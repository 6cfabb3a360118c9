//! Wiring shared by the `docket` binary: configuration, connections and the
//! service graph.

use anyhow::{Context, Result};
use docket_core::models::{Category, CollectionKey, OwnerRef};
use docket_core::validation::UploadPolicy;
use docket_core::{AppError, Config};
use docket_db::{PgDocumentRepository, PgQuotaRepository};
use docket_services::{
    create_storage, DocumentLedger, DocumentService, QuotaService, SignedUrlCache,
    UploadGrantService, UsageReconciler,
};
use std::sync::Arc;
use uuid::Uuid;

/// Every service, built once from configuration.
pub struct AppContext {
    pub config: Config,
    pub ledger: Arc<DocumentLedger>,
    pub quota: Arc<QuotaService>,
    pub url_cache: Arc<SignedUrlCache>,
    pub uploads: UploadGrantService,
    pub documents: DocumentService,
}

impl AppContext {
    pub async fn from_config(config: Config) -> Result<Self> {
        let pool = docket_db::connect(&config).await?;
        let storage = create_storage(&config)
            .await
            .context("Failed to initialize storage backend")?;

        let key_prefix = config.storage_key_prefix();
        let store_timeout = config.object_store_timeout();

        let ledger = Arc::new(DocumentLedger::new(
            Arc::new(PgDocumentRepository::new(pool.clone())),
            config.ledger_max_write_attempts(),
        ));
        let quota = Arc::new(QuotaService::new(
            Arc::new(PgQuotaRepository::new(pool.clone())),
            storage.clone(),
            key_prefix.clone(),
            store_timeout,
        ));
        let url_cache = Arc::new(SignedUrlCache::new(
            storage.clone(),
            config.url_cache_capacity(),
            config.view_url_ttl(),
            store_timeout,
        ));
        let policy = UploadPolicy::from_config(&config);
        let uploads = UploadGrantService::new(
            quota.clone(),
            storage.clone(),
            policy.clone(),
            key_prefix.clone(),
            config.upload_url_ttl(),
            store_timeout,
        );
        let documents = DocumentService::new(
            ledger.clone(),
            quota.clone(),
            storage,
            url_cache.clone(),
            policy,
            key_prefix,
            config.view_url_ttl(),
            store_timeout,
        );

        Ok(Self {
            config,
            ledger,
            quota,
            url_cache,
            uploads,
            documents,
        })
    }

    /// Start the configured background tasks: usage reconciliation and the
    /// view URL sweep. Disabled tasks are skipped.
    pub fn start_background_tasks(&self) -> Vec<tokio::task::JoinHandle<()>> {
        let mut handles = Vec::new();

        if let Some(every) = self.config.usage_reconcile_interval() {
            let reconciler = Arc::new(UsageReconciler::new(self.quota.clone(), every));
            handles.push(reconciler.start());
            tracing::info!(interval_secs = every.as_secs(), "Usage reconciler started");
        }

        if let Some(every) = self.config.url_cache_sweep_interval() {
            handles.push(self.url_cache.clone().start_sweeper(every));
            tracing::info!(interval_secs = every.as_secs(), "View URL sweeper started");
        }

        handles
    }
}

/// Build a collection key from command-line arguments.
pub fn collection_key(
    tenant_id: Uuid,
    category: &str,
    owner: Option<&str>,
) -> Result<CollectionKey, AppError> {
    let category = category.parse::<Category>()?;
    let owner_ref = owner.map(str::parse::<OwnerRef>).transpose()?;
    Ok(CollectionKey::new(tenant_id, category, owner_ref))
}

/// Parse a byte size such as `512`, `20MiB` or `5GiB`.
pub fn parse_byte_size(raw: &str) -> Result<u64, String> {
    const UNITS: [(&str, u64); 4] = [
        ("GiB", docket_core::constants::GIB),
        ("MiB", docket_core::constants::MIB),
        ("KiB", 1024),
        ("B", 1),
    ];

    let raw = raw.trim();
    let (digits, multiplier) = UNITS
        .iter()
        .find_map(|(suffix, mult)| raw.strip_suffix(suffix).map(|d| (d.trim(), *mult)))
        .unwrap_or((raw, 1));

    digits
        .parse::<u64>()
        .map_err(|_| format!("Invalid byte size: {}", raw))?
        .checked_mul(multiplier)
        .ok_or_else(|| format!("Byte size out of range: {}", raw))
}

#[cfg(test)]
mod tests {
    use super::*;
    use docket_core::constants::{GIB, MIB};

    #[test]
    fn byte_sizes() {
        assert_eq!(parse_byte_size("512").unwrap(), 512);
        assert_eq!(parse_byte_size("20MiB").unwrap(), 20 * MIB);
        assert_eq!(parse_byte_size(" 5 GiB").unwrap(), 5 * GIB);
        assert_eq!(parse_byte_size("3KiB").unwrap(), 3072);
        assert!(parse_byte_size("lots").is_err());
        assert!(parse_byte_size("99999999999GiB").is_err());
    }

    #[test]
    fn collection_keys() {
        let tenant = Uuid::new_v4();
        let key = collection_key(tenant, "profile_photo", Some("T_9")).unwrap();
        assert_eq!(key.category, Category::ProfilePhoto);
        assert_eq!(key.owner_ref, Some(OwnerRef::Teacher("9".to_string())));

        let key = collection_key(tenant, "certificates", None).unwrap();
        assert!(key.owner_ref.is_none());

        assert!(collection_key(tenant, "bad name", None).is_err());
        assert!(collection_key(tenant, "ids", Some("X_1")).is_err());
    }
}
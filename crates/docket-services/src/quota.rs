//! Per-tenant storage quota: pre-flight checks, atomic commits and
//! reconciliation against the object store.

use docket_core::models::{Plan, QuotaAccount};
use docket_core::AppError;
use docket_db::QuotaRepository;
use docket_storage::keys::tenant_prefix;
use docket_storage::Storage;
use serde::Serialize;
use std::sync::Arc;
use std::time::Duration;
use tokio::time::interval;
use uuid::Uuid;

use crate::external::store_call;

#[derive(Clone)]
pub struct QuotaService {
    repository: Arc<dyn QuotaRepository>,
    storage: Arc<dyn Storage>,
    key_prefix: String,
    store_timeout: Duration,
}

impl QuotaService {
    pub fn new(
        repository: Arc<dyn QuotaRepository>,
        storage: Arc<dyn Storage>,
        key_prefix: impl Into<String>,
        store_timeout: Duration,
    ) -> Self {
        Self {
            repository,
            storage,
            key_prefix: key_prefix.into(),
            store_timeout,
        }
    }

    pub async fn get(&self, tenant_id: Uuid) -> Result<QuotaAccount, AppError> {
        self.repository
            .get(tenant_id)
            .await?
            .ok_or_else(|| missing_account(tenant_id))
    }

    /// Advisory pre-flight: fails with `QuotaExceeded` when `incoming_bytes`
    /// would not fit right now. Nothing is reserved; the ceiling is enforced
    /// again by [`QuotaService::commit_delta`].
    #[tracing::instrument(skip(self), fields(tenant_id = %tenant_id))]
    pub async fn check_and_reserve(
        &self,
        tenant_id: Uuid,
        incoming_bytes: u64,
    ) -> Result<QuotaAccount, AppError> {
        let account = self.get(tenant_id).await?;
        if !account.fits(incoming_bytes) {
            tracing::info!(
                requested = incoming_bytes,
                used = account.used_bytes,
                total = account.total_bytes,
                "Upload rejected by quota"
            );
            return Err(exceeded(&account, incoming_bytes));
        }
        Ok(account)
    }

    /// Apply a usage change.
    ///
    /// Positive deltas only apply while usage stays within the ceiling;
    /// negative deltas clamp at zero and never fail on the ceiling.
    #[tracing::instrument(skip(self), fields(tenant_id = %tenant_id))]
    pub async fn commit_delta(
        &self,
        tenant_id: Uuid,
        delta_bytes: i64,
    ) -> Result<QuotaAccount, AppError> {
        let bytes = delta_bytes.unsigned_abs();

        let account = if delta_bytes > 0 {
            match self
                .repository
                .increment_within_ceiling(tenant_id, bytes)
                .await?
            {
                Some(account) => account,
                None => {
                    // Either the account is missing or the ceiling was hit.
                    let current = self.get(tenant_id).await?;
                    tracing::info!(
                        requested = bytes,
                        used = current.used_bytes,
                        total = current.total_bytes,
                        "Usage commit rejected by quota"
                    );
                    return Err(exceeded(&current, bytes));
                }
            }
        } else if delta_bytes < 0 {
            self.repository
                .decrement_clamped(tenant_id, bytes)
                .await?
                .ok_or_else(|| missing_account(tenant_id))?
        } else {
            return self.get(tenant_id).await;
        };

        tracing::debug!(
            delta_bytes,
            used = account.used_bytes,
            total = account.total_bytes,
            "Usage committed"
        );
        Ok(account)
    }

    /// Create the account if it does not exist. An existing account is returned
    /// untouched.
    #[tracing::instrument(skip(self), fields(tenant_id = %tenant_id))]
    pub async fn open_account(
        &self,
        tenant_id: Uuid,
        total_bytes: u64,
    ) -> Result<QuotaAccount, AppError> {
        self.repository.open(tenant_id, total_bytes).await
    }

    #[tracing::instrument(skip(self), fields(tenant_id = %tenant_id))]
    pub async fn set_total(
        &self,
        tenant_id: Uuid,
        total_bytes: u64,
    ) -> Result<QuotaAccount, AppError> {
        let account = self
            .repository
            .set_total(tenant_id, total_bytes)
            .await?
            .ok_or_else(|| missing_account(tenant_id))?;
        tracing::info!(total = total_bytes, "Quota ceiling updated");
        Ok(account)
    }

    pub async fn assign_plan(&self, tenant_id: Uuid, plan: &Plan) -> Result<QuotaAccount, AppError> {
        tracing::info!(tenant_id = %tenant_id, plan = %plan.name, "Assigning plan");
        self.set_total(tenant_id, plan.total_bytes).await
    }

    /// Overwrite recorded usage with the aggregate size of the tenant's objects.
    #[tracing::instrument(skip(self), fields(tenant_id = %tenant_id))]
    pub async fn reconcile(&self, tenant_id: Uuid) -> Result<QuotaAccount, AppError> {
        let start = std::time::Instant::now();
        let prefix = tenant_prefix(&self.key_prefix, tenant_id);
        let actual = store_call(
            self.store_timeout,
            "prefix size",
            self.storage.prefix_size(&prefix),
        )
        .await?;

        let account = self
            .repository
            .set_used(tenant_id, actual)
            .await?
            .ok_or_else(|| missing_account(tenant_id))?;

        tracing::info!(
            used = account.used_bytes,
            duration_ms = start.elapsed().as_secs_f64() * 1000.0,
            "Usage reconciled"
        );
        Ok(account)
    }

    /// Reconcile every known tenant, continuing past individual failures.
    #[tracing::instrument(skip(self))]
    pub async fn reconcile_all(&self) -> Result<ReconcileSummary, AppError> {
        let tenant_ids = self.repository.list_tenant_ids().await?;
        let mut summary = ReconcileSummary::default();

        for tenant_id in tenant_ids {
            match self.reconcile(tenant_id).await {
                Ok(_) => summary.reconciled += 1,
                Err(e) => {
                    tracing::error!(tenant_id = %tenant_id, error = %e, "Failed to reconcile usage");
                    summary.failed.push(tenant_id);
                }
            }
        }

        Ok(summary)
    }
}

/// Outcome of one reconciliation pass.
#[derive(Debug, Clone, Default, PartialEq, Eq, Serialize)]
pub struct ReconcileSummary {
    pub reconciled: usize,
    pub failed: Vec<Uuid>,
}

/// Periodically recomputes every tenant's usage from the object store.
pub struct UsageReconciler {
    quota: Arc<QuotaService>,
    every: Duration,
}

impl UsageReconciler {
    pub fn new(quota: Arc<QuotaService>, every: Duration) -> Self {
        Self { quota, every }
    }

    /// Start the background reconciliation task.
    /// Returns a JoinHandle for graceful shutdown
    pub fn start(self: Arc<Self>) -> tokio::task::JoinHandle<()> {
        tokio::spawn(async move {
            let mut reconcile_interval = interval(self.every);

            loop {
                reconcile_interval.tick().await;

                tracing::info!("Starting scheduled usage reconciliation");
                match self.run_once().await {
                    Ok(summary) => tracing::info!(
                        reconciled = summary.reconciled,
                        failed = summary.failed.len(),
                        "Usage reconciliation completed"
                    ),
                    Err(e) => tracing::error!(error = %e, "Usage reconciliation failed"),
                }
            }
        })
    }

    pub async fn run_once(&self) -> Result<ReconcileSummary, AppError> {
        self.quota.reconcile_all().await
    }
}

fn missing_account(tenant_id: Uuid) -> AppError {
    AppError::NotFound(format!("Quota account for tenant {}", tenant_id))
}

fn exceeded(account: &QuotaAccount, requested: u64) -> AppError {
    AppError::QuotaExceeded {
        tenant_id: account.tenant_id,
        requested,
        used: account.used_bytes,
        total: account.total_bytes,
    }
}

--------

Activity>
From the material above, set down exactly the lines starting at the one with "assert!(key.owner_ref.is_none());" and ending at the one with "use docket_db::QuotaRepository;", end lines included.

Expected output>
        assert!(key.owner_ref.is_none());

        assert!(collection_key(tenant, "bad name", None).is_err());
        assert!(collection_key(tenant, "ids", Some("X_1")).is_err());
    }
}
filename crates/docket-services/src/quota.rs
//! Per-tenant storage quota: pre-flight checks, atomic commits and
//! reconciliation against the object store.

use docket_core::models::{Plan, QuotaAccount};
use docket_core::AppError;
use docket_db::QuotaRepository;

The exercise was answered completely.